> **REQUIRED WORK**: Extract, from the records beneath this instruction, each line that contains the word "position".

--- START ---

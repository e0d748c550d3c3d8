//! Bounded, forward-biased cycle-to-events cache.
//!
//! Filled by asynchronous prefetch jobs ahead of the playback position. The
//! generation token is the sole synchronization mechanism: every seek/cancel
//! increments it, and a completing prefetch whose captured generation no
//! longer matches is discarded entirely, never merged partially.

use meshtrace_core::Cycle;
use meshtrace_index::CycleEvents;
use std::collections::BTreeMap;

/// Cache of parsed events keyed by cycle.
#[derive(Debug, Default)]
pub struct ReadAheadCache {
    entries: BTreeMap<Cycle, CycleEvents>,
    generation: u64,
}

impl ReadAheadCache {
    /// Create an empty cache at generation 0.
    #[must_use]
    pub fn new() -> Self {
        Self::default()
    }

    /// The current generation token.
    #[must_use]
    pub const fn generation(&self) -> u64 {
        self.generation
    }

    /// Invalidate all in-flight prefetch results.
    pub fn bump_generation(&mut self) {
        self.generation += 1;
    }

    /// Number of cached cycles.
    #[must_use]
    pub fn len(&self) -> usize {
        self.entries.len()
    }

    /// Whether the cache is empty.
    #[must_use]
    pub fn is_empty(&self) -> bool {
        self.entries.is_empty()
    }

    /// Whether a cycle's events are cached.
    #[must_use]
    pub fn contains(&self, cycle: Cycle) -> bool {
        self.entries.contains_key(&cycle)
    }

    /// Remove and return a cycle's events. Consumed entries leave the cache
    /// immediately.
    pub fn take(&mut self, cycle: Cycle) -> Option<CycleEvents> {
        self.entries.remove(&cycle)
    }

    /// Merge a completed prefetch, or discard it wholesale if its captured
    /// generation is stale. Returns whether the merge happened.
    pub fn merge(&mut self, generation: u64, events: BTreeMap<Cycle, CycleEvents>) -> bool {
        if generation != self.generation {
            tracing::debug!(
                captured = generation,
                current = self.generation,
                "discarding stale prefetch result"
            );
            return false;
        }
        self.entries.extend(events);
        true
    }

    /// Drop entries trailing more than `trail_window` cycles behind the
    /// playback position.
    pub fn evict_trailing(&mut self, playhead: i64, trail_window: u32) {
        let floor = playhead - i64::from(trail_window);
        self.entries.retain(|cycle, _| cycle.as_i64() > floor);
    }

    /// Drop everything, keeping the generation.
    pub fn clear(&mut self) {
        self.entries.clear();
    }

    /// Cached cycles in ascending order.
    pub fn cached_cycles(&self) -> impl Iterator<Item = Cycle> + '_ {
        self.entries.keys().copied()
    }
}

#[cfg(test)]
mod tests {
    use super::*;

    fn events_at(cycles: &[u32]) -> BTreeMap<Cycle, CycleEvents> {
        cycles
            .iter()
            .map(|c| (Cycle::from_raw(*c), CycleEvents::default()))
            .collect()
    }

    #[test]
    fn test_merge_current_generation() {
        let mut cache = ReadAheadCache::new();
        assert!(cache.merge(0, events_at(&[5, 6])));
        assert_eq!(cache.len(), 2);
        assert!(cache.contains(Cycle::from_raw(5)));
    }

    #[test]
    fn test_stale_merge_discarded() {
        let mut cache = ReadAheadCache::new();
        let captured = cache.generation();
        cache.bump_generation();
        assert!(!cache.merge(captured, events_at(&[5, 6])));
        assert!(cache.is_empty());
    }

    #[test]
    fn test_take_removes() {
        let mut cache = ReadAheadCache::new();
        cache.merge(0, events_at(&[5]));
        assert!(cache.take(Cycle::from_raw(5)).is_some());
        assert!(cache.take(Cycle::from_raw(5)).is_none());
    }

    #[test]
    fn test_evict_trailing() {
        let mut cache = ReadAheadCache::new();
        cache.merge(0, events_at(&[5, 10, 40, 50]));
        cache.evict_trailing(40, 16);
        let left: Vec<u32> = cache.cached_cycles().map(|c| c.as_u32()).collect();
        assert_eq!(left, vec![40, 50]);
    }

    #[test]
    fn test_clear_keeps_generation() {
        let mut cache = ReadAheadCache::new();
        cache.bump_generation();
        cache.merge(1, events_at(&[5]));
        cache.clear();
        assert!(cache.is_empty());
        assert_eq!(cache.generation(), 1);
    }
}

--- END ---

> **OUTPUT BELOW**:
//! Filled by asynchronous prefetch jobs ahead of the playback position. The
    /// playback position.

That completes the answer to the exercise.